EXERCISE DATA:
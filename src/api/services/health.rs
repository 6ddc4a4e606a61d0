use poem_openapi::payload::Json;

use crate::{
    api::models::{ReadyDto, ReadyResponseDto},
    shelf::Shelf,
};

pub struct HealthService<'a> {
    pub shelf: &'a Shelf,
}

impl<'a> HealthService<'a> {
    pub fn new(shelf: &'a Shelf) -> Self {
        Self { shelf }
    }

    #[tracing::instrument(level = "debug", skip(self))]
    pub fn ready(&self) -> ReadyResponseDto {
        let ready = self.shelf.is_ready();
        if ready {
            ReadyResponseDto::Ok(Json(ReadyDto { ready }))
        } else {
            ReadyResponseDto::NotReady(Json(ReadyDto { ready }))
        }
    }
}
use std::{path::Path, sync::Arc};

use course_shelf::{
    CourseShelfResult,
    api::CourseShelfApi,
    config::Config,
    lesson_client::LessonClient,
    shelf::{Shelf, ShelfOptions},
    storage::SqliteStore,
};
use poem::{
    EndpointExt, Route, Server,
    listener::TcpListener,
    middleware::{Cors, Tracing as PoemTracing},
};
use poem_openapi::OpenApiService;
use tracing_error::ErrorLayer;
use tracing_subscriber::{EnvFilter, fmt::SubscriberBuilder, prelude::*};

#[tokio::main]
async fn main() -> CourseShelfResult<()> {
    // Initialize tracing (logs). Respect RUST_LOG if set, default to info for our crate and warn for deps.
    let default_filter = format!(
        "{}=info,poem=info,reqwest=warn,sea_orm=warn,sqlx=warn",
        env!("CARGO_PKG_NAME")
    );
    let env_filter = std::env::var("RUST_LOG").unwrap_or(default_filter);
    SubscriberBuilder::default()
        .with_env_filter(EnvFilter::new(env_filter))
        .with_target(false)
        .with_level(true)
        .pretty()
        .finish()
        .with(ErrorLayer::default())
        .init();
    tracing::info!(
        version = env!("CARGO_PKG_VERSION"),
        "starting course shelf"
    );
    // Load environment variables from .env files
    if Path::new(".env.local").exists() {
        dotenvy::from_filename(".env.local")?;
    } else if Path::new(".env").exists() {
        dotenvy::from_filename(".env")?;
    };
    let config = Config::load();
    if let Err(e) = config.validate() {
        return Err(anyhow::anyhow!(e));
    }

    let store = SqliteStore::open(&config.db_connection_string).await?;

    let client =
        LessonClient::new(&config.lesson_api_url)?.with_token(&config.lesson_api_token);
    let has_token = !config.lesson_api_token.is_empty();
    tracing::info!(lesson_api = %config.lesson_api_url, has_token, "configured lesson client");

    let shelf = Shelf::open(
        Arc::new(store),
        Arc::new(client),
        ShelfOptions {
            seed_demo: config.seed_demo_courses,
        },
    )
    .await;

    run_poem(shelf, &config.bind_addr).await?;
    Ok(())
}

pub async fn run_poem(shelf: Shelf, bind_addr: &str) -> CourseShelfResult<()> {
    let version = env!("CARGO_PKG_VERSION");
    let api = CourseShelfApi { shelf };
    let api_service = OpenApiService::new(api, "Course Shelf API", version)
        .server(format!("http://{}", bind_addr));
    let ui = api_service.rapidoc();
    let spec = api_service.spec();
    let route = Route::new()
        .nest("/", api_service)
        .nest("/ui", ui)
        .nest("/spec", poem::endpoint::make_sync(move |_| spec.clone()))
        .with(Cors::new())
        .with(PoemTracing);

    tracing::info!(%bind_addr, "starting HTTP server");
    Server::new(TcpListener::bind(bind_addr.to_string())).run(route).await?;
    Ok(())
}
* * *
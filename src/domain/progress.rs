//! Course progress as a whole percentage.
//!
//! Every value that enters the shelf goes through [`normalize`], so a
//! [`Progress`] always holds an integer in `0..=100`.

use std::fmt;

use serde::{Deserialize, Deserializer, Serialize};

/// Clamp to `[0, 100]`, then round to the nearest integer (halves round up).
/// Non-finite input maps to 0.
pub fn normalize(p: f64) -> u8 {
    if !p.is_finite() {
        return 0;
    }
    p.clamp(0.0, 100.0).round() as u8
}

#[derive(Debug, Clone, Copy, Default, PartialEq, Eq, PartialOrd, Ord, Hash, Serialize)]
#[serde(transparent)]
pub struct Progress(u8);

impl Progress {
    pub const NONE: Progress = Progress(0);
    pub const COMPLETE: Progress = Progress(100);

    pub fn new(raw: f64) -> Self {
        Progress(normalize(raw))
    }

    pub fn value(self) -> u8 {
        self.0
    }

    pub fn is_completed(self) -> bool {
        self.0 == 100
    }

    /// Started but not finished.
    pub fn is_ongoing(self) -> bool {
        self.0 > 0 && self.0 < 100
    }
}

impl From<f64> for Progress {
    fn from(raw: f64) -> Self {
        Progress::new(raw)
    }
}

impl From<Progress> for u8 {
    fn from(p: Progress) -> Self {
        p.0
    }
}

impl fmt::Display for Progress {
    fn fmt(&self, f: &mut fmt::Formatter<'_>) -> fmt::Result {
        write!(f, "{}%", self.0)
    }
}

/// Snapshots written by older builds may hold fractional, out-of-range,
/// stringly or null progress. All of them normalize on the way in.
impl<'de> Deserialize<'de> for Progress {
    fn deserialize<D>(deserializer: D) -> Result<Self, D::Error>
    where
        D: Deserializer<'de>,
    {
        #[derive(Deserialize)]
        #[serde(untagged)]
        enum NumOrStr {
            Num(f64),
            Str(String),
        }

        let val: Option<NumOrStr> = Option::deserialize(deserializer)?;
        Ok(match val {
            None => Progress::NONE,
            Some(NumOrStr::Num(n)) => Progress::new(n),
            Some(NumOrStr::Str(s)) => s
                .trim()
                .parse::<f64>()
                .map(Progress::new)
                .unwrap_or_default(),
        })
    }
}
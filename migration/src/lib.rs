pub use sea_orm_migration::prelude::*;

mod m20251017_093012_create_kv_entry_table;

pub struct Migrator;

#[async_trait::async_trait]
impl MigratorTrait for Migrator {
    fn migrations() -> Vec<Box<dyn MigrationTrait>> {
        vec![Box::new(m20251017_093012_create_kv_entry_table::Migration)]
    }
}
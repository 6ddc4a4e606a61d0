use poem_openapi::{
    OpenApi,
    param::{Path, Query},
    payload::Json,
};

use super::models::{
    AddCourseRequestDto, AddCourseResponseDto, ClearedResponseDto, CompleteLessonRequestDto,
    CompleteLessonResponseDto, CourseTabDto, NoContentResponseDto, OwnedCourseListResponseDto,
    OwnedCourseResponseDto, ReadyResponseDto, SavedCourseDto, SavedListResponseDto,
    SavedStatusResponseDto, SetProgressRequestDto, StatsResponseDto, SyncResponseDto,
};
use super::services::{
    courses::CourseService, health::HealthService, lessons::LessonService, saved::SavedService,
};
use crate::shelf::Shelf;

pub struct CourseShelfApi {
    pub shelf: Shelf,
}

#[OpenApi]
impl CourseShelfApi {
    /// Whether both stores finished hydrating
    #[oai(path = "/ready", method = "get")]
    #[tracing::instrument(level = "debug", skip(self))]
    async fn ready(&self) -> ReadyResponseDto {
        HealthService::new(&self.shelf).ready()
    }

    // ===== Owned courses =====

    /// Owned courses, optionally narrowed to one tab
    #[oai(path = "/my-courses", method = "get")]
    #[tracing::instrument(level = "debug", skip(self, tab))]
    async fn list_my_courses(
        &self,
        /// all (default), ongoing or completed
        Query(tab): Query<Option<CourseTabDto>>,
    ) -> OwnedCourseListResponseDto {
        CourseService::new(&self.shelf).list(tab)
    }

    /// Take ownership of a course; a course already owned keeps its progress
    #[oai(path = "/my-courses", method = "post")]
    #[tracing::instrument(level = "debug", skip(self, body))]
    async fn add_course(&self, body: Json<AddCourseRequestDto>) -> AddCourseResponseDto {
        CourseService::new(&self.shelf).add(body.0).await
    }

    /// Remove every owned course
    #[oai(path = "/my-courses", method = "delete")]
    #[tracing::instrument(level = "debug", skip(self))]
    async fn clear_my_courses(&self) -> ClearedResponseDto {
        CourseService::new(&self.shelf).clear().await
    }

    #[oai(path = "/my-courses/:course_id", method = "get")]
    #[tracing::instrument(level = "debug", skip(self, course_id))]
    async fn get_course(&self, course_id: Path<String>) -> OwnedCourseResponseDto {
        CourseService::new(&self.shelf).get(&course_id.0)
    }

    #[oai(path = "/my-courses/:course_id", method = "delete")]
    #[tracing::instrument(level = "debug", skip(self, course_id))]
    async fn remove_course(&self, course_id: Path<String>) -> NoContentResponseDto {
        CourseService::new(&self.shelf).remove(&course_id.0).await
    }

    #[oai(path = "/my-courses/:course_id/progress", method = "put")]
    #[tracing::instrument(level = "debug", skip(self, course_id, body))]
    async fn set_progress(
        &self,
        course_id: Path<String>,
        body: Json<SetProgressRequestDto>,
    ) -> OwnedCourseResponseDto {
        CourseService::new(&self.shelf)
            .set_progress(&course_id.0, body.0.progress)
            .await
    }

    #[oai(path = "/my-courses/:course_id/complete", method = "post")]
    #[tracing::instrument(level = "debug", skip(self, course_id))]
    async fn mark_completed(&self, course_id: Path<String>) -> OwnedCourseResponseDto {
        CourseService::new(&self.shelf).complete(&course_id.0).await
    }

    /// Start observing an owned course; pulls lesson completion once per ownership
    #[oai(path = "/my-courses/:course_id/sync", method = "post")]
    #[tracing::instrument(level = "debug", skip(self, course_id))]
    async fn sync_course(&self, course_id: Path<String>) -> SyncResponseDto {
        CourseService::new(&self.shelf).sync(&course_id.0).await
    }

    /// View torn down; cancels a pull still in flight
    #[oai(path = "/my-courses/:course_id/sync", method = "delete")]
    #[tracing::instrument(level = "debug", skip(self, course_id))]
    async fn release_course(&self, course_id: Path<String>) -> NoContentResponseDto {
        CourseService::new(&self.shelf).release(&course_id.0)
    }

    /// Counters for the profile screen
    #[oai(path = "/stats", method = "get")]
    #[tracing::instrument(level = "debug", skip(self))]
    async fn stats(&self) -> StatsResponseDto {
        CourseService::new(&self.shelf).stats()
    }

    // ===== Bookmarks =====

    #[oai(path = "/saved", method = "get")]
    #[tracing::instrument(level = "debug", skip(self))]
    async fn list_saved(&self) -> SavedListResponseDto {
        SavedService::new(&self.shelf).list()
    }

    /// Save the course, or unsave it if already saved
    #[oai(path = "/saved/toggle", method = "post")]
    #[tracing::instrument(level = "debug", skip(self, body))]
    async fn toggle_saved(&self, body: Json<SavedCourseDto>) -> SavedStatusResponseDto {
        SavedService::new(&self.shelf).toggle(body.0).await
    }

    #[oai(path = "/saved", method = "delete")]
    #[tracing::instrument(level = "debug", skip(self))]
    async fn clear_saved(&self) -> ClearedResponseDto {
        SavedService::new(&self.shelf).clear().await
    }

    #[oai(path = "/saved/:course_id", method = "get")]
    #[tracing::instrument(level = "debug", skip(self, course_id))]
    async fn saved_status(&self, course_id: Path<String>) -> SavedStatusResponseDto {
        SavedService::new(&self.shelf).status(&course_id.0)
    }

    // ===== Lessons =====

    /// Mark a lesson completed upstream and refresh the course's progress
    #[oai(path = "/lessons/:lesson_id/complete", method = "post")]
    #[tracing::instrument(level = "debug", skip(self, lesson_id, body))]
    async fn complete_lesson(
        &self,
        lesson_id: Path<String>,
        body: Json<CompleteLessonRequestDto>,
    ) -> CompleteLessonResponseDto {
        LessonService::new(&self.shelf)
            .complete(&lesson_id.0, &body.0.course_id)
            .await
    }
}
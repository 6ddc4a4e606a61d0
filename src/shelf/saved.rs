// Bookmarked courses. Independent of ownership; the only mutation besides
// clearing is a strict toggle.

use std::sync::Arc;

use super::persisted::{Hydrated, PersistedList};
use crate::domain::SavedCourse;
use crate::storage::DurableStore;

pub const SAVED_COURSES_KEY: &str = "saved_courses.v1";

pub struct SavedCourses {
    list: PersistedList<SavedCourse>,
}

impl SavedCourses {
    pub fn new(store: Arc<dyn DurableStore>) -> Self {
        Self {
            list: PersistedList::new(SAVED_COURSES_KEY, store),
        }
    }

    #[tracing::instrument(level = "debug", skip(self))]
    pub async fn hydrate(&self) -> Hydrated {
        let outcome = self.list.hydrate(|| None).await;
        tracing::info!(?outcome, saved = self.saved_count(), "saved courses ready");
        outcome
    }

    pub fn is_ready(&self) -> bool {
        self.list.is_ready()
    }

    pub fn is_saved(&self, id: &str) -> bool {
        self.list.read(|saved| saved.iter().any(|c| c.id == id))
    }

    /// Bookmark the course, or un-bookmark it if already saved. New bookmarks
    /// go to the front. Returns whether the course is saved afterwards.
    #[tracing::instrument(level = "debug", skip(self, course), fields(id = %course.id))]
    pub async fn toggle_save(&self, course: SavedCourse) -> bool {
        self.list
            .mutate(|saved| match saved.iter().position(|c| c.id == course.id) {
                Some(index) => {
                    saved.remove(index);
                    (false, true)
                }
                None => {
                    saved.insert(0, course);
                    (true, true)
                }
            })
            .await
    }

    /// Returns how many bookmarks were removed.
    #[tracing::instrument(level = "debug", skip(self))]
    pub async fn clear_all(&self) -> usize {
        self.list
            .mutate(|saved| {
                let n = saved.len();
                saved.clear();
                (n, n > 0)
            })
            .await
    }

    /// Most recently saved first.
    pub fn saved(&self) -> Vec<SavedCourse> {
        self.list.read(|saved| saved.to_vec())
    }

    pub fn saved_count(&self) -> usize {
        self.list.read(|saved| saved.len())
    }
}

TASK OBJECTIVE: Copy out every line of the data where the word "services" occurs.

YOUR SOLUTION:
filename src/api/services/health.rs
use super::services::{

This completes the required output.